BEGIN Records provided

use crate::types::{
    EdfHeader, FileHeader, FileType, PatientIdentification, RecordingIdentification, SignalHeader,
};
use crate::utils::{
    encode_subfield, fit_field, format_duration, format_edf_date, format_number,
    format_start_datetime, write_field, DATA_RECORDS, HEADER_BYTES, PATIENT, RECORDING,
    RECORDING_DEFAULT, RECORD_DURATION, RESERVED, SIGNAL_COLUMNS, SIGNAL_COUNT, START_DATE,
    START_TIME, SUBFIELD_SEPARATOR, UNKNOWN_SUBFIELD, VERSION,
};
use crate::{EDF_FILE_HEADER_LEN, EDF_SIGNAL_HEADER_LEN};

/// Number of data records a file of `file_len` bytes holds
///
/// Each data record takes `2 * samples_per_record` bytes per signal.
/// Returns `None` when there are no signals or the record size is zero,
/// since the count is meaningless then. A file shorter than its header
/// holds zero records.
///
/// # Examples
///
/// ```rust
/// use edfheader::{writer::compute_data_record_count, SignalHeader};
///
/// let signal = SignalHeader { samples_per_record: 512, ..Default::default() };
/// assert_eq!(compute_data_record_count(2304, 256, &[signal]), Some(2));
/// assert_eq!(compute_data_record_count(2304, 256, &[]), None);
/// ```
pub fn compute_data_record_count(
    file_len: u64,
    header_bytes: usize,
    signals: &[SignalHeader],
) -> Option<i64> {
    if signals.is_empty() {
        return None;
    }

    let bytes_per_record: i64 = signals.iter().map(SignalHeader::bytes_per_record).sum();
    if bytes_per_record <= 0 {
        return None;
    }

    let data_bytes = (file_len as i64 - header_bytes as i64).max(0);
    Some(data_bytes / bytes_per_record)
}

/// Returns `file` with a `-1` data record count replaced by the derived one
///
/// The count stays `-1` when it cannot be derived.
pub fn resolve_data_records(file: &FileHeader, signals: &[SignalHeader], file_len: u64) -> FileHeader {
    if file.data_records != -1 {
        return file.clone();
    }

    let derived = compute_data_record_count(file_len, file.header_bytes, signals).unwrap_or(-1);
    file.clone().with_data_records(derived)
}

/// Serializes the main header record into exactly 256 bytes
///
/// Every field is padded with spaces or truncated to its width; over-long
/// values are never an error. EDF+ headers get their patient and recording
/// fields rebuilt from the structured sub-fields and the continuity tag
/// put in front of the reserved text.
pub fn serialize_file_header(
    file: &FileHeader,
    signals: &[SignalHeader],
    file_len: u64,
) -> [u8; EDF_FILE_HEADER_LEN] {
    let file = resolve_data_records(file, signals, file_len);
    let mut header = [b' '; EDF_FILE_HEADER_LEN];

    write_field(&mut header, VERSION, &file.version.to_string());

    let (patient, recording, reserved) = match file.file_type {
        FileType::EdfPlus => (
            patient_field(&file.patient),
            recording_field(&file.recording),
            match file.signal_format.tag() {
                Some(tag) => format!("{} {}", tag, file.reserved),
                None => file.reserved.clone(),
            },
        ),
        FileType::Edf => (
            file.patient.raw.clone(),
            file.recording.raw.clone(),
            file.reserved.clone(),
        ),
    };
    write_field(&mut header, PATIENT, &patient);
    write_field(&mut header, RECORDING, &recording);

    // 起始日期和时间两个字段连续写入
    let start_range = START_DATE.offset..START_TIME.offset + START_TIME.width;
    header[start_range].copy_from_slice(&fit_field(
        &format_start_datetime(file.start),
        START_DATE.width + START_TIME.width,
    ));

    write_field(&mut header, HEADER_BYTES, &file.header_bytes.to_string());
    write_field(&mut header, RESERVED, &reserved);
    write_field(&mut header, DATA_RECORDS, &file.data_records.to_string());
    write_field(&mut header, RECORD_DURATION, &format_duration(file.record_duration));
    write_field(&mut header, SIGNAL_COUNT, &file.signal_count.to_string());

    header
}

/// `code gender birthdate name`, unknown sub-fields written as `X`
fn patient_field(patient: &PatientIdentification) -> String {
    let birth_date = patient
        .birth_date
        .map(format_edf_date)
        .unwrap_or_else(|| UNKNOWN_SUBFIELD.to_string());

    [
        encode_subfield(&patient.code),
        patient.gender.as_char().to_string(),
        birth_date,
        encode_subfield(&patient.name),
    ]
    .join(&SUBFIELD_SEPARATOR.to_string())
}

/// `Startdate date admincode technician equipment [comments]`
fn recording_field(recording: &RecordingIdentification) -> String {
    let start_date = recording
        .start_date
        .map(format_edf_date)
        .unwrap_or_else(|| UNKNOWN_SUBFIELD.to_string());

    let mut parts = vec![
        RECORDING_DEFAULT.to_string(),
        start_date,
        encode_subfield(&recording.admin_code),
        encode_subfield(&recording.technician),
        encode_subfield(&recording.equipment),
    ];
    if !recording.comments.is_empty() {
        parts.push(encode_subfield(&recording.comments));
    }

    parts.join(&SUBFIELD_SEPARATOR.to_string())
}

fn column_text(signal: &SignalHeader, column: usize) -> String {
    match column {
        0 => signal.label.clone(),
        1 => signal.transducer.clone(),
        2 => signal.physical_dimension.clone(),
        3 => format_number(signal.physical_min),
        4 => format_number(signal.physical_max),
        5 => signal.digital_min.to_string(),
        6 => signal.digital_max.to_string(),
        7 => signal.prefilter.clone(),
        8 => signal.samples_per_record.to_string(),
        _ => signal.reserved.clone(),
    }
}

/// Serializes signal headers column by column
///
/// The output is `256 * signals.len()` bytes: every label, then every
/// transducer, and so on through the ten columns.
pub fn serialize_signal_headers(signals: &[SignalHeader]) -> Vec<u8> {
    let mut out = Vec::with_capacity(signals.len() * EDF_SIGNAL_HEADER_LEN);

    for (column, (_, width)) in SIGNAL_COLUMNS.iter().enumerate() {
        for signal in signals {
            out.extend_from_slice(&fit_field(&column_text(signal, column), *width));
        }
    }

    out
}

/// Serializes the whole header region: main record then signal records
pub fn serialize_header(header: &EdfHeader, file_len: u64) -> Vec<u8> {
    let mut out = serialize_file_header(&header.file, &header.signals, file_len).to_vec();
    out.extend(serialize_signal_headers(&header.signals));
    out
}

END Records provided

Repeat the material above exactly, including every line.

» Answer section:
use crate::types::{
    EdfHeader, FileHeader, FileType, PatientIdentification, RecordingIdentification, SignalHeader,
};
use crate::utils::{
    encode_subfield, fit_field, format_duration, format_edf_date, format_number,
    format_start_datetime, write_field, DATA_RECORDS, HEADER_BYTES, PATIENT, RECORDING,
    RECORDING_DEFAULT, RECORD_DURATION, RESERVED, SIGNAL_COLUMNS, SIGNAL_COUNT, START_DATE,
    START_TIME, SUBFIELD_SEPARATOR, UNKNOWN_SUBFIELD, VERSION,
};
use crate::{EDF_FILE_HEADER_LEN, EDF_SIGNAL_HEADER_LEN};

/// Number of data records a file of `file_len` bytes holds
///
/// Each data record takes `2 * samples_per_record` bytes per signal.
/// Returns `None` when there are no signals or the record size is zero,
/// since the count is meaningless then. A file shorter than its header
/// holds zero records.
///
/// # Examples
///
/// ```rust
/// use edfheader::{writer::compute_data_record_count, SignalHeader};
///
/// let signal = SignalHeader { samples_per_record: 512, ..Default::default() };
/// assert_eq!(compute_data_record_count(2304, 256, &[signal]), Some(2));
/// assert_eq!(compute_data_record_count(2304, 256, &[]), None);
/// ```
pub fn compute_data_record_count(
    file_len: u64,
    header_bytes: usize,
    signals: &[SignalHeader],
) -> Option<i64> {
    if signals.is_empty() {
        return None;
    }

    let bytes_per_record: i64 = signals.iter().map(SignalHeader::bytes_per_record).sum();
    if bytes_per_record <= 0 {
        return None;
    }

    let data_bytes = (file_len as i64 - header_bytes as i64).max(0);
    Some(data_bytes / bytes_per_record)
}

/// Returns `file` with a `-1` data record count replaced by the derived one
///
/// The count stays `-1` when it cannot be derived.
pub fn resolve_data_records(file: &FileHeader, signals: &[SignalHeader], file_len: u64) -> FileHeader {
    if file.data_records != -1 {
        return file.clone();
    }

    let derived = compute_data_record_count(file_len, file.header_bytes, signals).unwrap_or(-1);
    file.clone().with_data_records(derived)
}

/// Serializes the main header record into exactly 256 bytes
///
/// Every field is padded with spaces or truncated to its width; over-long
/// values are never an error. EDF+ headers get their patient and recording
/// fields rebuilt from the structured sub-fields and the continuity tag
/// put in front of the reserved text.
pub fn serialize_file_header(
    file: &FileHeader,
    signals: &[SignalHeader],
    file_len: u64,
) -> [u8; EDF_FILE_HEADER_LEN] {
    let file = resolve_data_records(file, signals, file_len);
    let mut header = [b' '; EDF_FILE_HEADER_LEN];

    write_field(&mut header, VERSION, &file.version.to_string());

    let (patient, recording, reserved) = match file.file_type {
        FileType::EdfPlus => (
            patient_field(&file.patient),
            recording_field(&file.recording),
            match file.signal_format.tag() {
                Some(tag) => format!("{} {}", tag, file.reserved),
                None => file.reserved.clone(),
            },
        ),
        FileType::Edf => (
            file.patient.raw.clone(),
            file.recording.raw.clone(),
            file.reserved.clone(),
        ),
    };
    write_field(&mut header, PATIENT, &patient);
    write_field(&mut header, RECORDING, &recording);

    // 起始日期和时间两个字段连续写入
    let start_range = START_DATE.offset..START_TIME.offset + START_TIME.width;
    header[start_range].copy_from_slice(&fit_field(
        &format_start_datetime(file.start),
        START_DATE.width + START_TIME.width,
    ));

    write_field(&mut header, HEADER_BYTES, &file.header_bytes.to_string());
    write_field(&mut header, RESERVED, &reserved);
    write_field(&mut header, DATA_RECORDS, &file.data_records.to_string());
    write_field(&mut header, RECORD_DURATION, &format_duration(file.record_duration));
    write_field(&mut header, SIGNAL_COUNT, &file.signal_count.to_string());

    header
}

/// `code gender birthdate name`, unknown sub-fields written as `X`
fn patient_field(patient: &PatientIdentification) -> String {
    let birth_date = patient
        .birth_date
        .map(format_edf_date)
        .unwrap_or_else(|| UNKNOWN_SUBFIELD.to_string());

    [
        encode_subfield(&patient.code),
        patient.gender.as_char().to_string(),
        birth_date,
        encode_subfield(&patient.name),
    ]
    .join(&SUBFIELD_SEPARATOR.to_string())
}

/// `Startdate date admincode technician equipment [comments]`
fn recording_field(recording: &RecordingIdentification) -> String {
    let start_date = recording
        .start_date
        .map(format_edf_date)
        .unwrap_or_else(|| UNKNOWN_SUBFIELD.to_string());

    let mut parts = vec![
        RECORDING_DEFAULT.to_string(),
        start_date,
        encode_subfield(&recording.admin_code),
        encode_subfield(&recording.technician),
        encode_subfield(&recording.equipment),
    ];
    if !recording.comments.is_empty() {
        parts.push(encode_subfield(&recording.comments));
    }

    parts.join(&SUBFIELD_SEPARATOR.to_string())
}

fn column_text(signal: &SignalHeader, column: usize) -> String {
    match column {
        0 => signal.label.clone(),
        1 => signal.transducer.clone(),
        2 => signal.physical_dimension.clone(),
        3 => format_number(signal.physical_min),
        4 => format_number(signal.physical_max),
        5 => signal.digital_min.to_string(),
        6 => signal.digital_max.to_string(),
        7 => signal.prefilter.clone(),
        8 => signal.samples_per_record.to_string(),
        _ => signal.reserved.clone(),
    }
}

/// Serializes signal headers column by column
///
/// The output is `256 * signals.len()` bytes: every label, then every
/// transducer, and so on through the ten columns.
pub fn serialize_signal_headers(signals: &[SignalHeader]) -> Vec<u8> {
    let mut out = Vec::with_capacity(signals.len() * EDF_SIGNAL_HEADER_LEN);

    for (column, (_, width)) in SIGNAL_COLUMNS.iter().enumerate() {
        for signal in signals {
            out.extend_from_slice(&fit_field(&column_text(signal, column), *width));
        }
    }

    out
}

/// Serializes the whole header region: main record then signal records
pub fn serialize_header(header: &EdfHeader, file_len: u64) -> Vec<u8> {
    let mut out = serialize_file_header(&header.file, &header.signals, file_len).to_vec();
    out.extend(serialize_signal_headers(&header.signals));
    out
}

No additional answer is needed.